The screening procedure identified 333 patients who were invited to be part of the study, and 240 consented to participate. Of the 240 that provided written informed consent, 132 participants completed all four sessions of the study and provided complete TLFB data on initial test and retest. Participants ranged in age from 22 to 71 years (M = 44.1); 84 (64%) were male; 77% reported their race as Caucasian/White, 17% as African American, 2% as Native American, 2% as Hispanic, and 3% as other. Primary diagnoses were schizophrenia (34%) and major depressive disorder (33%), schizoaffective disorder (16%), bipolar disorder (15%), and other psychotic disorder (2%). The mean AUDIT score was 9.5 (SD = 9.6) and the mean DAST score was 2.0 (SD = 2.9). The mean Global Assessment of Functioning score, as assessed with the SCID, was 44.9 (SD = 10.4), indicating that most participants displayed serious psychiatric symptoms and/or impairment in social or occupational functioning.
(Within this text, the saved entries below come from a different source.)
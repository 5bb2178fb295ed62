use crate::domain::{models::setlist_entry::{NewSetlistEntry, SetlistEntry}, ports::SetlistEntryRepository};
use crate::error::AppError;
use async_trait::async_trait;
use sqlx::{types::Json, QueryBuilder, Sqlite, SqlitePool};

const ENTRY_COLUMNS: &str = "id, song_id, setlist_id, transpose, notes, arrangement, rank";

pub struct SqliteSetlistEntryRepo {
    pool: SqlitePool,
}

impl SqliteSetlistEntryRepo {
    pub fn new(pool: SqlitePool) -> Self {
        Self { pool }
    }
}

#[async_trait]
impl SetlistEntryRepository for SqliteSetlistEntryRepo {
    async fn create_batch(&self, entries: &[NewSetlistEntry]) -> Result<Vec<SetlistEntry>, AppError> {
        let mut tx = self.pool.begin().await.map_err(AppError::Database)?;
        let mut created = Vec::with_capacity(entries.len());

        for entry in entries {
            let row = sqlx::query_as::<_, SetlistEntry>(&format!(
                "INSERT INTO setlist_entries (song_id, setlist_id, transpose, notes, arrangement, rank) VALUES (?, ?, ?, ?, ?, ?) RETURNING {}",
                ENTRY_COLUMNS
            ))
                .bind(entry.song_id)
                .bind(entry.setlist_id)
                .bind(entry.transpose)
                .bind(&entry.notes)
                .bind(Json(&entry.arrangement))
                .bind(entry.rank)
                .fetch_one(&mut *tx)
                .await
                .map_err(AppError::Database)?;
            created.push(row);
        }

        tx.commit().await.map_err(AppError::Database)?;
        Ok(created)
    }

    async fn find_by_id(&self, id: i64) -> Result<Option<SetlistEntry>, AppError> {
        sqlx::query_as::<_, SetlistEntry>(&format!("SELECT {} FROM setlist_entries WHERE id = ?", ENTRY_COLUMNS))
            .bind(id)
            .fetch_optional(&self.pool)
            .await
            .map_err(AppError::Database)
    }

    async fn list(&self) -> Result<Vec<SetlistEntry>, AppError> {
        sqlx::query_as::<_, SetlistEntry>(&format!("SELECT {} FROM setlist_entries ORDER BY rank ASC, id ASC", ENTRY_COLUMNS))
            .fetch_all(&self.pool)
            .await
            .map_err(AppError::Database)
    }

    async fn list_by_setlists(&self, setlist_ids: &[i64]) -> Result<Vec<SetlistEntry>, AppError> {
        if setlist_ids.is_empty() {
            return Ok(Vec::new());
        }

        let mut query = QueryBuilder::<Sqlite>::new(format!("SELECT {} FROM setlist_entries WHERE setlist_id IN (", ENTRY_COLUMNS));
        let mut separated = query.separated(", ");
        for id in setlist_ids {
            separated.push_bind(*id);
        }
        separated.push_unseparated(") ORDER BY rank ASC, id ASC");

        query.build_query_as::<SetlistEntry>()
            .fetch_all(&self.pool)
            .await
            .map_err(AppError::Database)
    }

    async fn update_batch(&self, entries: &[SetlistEntry]) -> Result<Vec<SetlistEntry>, AppError> {
        let mut tx = self.pool.begin().await.map_err(AppError::Database)?;
        let mut updated = Vec::with_capacity(entries.len());

        for entry in entries {
            let row = sqlx::query_as::<_, SetlistEntry>(&format!(
                "UPDATE setlist_entries SET song_id = ?, setlist_id = ?, transpose = ?, notes = ?, arrangement = ?, rank = ? WHERE id = ? RETURNING {}",
                ENTRY_COLUMNS
            ))
                .bind(entry.song_id)
                .bind(entry.setlist_id)
                .bind(entry.transpose)
                .bind(&entry.notes)
                .bind(&entry.arrangement)
                .bind(entry.rank)
                .bind(entry.id)
                .fetch_optional(&mut *tx)
                .await
                .map_err(AppError::Database)?
                .ok_or_else(|| AppError::record_not_found("id", entry.id))?;
            updated.push(row);
        }

        tx.commit().await.map_err(AppError::Database)?;
        Ok(updated)
    }

    async fn delete_batch(&self, ids: &[i64]) -> Result<(), AppError> {
        if ids.is_empty() {
            return Ok(());
        }

        let mut query = QueryBuilder::<Sqlite>::new("DELETE FROM setlist_entries WHERE id IN (");
        let mut separated = query.separated(", ");
        for id in ids {
            separated.push_bind(*id);
        }
        separated.push_unseparated(")");

        query.build()
            .execute(&self.pool)
            .await
            .map_err(AppError::Database)?;
        Ok(())
    }
}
Moreover, the Positive and Negative Symptom Scale (PANSS) (Kay et al., 1987), revealed moderate levels of positive (M = 13.54, SD = 5.0 ) and negative (M = 15.68, SD = 5.0 ) symptoms. Although the majority of participants did live in their own house or apartment (n = 88; 67%), a substantial proportion relied on other’s for shelter (e.g., 12% in group homes/halfway house, 15% in their parent’s or other relation’s home, 5% in a shelter or hotel). The average income reported by participants was $514 a month (SD = $362). Most participants received their income from disability (n = 81; 62%), welfare (n = 23; 18%), or both (n = 13; 10%); only seven participants received income solely from paid employment and eight participants did not provide this information.

Materials

AUDIT

The Alcohol Use Disorders Identification Test (Bohn et al., 1995) is a 10-item screening instrument designed to identify drinkers at risk for alcohol abuse and dependence. Internal consistency estimates have ranged from .75 - .94 in a variety of populations (Allen et al., 1997; Dawe et al., 2000). In a psychiatric setting, obtaining a score of 8 or greater identifies persons at high risk for alcohol use disorders with a high degree of sensitivity and specificity (Maisto et al., 2000).

DAST-10

The 10-item version of the Drug Abuse Screening Test (Skinner, 1982) was used to identify drug-use related problems in the past year. The DAST-10 is internally consistent (alpha = .86), temporally stable (ICC = .71), and able to discriminate between psychiatric outpatients with and without current drug abuse/dependence diagnoses (Cocco and Carey, 1998). Sensitivity and specificity in the discrimination of drug use disorders with this population are optimized with a score of ≥ 3 (Maisto et al., 2000).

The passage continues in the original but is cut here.